--- Task statement ---
For the material below, count the lines containing "tracing" and reply with the number alone.

======== Available records

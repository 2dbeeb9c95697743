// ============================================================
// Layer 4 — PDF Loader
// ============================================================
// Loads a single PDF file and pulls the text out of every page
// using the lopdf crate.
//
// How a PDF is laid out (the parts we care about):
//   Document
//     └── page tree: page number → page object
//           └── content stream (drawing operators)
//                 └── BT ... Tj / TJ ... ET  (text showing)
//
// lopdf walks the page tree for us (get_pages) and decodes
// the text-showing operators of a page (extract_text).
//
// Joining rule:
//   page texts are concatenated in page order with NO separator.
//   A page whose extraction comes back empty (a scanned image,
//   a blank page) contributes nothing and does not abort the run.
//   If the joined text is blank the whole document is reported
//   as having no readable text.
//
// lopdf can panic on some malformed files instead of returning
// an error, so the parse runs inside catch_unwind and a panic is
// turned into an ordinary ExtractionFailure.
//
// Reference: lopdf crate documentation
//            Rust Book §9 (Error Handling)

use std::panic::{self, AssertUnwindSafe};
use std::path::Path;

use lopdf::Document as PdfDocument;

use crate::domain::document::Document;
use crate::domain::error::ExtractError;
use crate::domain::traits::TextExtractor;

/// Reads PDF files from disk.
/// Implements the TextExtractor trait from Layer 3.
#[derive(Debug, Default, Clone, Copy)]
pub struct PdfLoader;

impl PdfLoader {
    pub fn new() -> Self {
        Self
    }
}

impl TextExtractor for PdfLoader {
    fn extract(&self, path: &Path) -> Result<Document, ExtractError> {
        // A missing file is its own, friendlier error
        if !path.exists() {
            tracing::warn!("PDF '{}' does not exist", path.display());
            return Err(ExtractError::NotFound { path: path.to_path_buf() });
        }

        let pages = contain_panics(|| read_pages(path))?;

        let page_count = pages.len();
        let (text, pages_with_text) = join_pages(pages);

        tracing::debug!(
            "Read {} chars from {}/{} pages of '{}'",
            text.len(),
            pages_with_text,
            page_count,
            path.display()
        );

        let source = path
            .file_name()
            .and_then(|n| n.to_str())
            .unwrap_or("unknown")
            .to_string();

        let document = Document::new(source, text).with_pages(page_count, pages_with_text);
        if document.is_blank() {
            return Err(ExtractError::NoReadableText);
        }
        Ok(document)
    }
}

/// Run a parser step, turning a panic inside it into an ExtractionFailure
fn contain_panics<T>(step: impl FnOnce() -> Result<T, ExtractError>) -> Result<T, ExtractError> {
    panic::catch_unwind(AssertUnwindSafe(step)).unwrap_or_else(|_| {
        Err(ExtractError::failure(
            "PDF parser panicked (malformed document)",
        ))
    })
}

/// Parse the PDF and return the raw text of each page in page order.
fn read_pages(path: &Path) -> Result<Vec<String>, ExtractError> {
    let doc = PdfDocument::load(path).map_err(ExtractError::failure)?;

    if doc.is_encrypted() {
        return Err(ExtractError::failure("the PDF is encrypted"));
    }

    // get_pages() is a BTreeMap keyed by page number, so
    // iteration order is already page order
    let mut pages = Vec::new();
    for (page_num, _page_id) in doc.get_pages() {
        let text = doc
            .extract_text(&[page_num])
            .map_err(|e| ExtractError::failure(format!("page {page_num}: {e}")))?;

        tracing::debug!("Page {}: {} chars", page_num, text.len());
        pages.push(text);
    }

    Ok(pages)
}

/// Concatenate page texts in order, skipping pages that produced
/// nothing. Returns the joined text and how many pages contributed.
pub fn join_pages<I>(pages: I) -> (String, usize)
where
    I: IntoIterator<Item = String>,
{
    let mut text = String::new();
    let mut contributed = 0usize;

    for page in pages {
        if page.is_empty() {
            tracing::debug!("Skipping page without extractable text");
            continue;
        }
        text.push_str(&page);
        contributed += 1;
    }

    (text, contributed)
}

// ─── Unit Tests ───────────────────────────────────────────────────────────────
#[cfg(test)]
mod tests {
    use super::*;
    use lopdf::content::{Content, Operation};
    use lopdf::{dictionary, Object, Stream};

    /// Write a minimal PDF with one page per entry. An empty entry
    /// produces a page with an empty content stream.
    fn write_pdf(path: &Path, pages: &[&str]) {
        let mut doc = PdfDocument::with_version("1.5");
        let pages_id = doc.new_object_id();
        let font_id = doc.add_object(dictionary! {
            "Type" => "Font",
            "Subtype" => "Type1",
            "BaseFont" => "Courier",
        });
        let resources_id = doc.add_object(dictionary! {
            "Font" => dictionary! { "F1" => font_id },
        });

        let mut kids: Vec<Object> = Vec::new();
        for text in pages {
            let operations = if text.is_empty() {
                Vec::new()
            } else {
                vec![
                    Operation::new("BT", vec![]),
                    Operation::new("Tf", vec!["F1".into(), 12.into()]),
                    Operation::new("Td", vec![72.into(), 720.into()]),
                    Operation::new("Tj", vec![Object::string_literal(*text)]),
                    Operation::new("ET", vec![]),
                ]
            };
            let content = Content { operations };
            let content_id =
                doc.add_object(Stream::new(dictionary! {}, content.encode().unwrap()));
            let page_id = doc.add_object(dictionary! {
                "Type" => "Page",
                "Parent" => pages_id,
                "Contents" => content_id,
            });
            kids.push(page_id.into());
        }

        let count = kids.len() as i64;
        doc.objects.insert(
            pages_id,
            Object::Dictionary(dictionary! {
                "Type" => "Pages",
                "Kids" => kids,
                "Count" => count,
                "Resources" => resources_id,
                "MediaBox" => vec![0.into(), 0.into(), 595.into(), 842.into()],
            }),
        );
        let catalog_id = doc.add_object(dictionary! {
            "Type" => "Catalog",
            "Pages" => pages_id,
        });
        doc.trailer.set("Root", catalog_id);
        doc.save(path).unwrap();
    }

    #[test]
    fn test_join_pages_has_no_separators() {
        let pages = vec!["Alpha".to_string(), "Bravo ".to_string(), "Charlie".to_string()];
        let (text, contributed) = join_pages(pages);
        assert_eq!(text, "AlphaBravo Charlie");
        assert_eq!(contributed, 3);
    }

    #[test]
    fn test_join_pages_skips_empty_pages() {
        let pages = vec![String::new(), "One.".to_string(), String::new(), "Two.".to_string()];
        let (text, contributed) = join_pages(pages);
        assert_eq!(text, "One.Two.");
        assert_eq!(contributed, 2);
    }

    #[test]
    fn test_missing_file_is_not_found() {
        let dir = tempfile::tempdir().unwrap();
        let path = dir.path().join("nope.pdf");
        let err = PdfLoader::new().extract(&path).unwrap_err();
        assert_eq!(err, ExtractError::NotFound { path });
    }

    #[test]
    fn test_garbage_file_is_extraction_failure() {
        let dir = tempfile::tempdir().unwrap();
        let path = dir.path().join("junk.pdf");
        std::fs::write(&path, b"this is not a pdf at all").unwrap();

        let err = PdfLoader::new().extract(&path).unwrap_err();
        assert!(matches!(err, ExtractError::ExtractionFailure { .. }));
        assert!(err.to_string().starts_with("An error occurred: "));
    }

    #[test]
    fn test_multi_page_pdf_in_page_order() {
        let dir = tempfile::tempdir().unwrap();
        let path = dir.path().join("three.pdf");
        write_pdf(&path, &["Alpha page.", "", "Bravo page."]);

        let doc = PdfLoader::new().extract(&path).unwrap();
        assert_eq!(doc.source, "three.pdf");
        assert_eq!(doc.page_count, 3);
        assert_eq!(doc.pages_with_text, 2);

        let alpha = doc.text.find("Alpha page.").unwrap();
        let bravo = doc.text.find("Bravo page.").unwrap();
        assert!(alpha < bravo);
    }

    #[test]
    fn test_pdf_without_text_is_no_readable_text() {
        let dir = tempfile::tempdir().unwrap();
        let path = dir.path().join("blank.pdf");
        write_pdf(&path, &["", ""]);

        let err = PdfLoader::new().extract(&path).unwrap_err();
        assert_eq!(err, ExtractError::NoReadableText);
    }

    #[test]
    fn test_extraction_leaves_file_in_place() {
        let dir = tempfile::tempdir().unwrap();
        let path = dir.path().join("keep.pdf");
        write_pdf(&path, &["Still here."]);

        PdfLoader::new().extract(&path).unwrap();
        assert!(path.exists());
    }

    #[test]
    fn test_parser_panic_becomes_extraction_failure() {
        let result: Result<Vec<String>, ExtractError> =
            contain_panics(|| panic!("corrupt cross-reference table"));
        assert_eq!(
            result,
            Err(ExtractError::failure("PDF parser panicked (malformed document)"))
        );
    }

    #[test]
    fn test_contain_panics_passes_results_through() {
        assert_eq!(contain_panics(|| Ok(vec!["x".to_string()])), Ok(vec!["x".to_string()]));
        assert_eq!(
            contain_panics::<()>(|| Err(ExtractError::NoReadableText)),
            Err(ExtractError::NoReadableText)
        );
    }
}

================

--- Answer to this task ---
4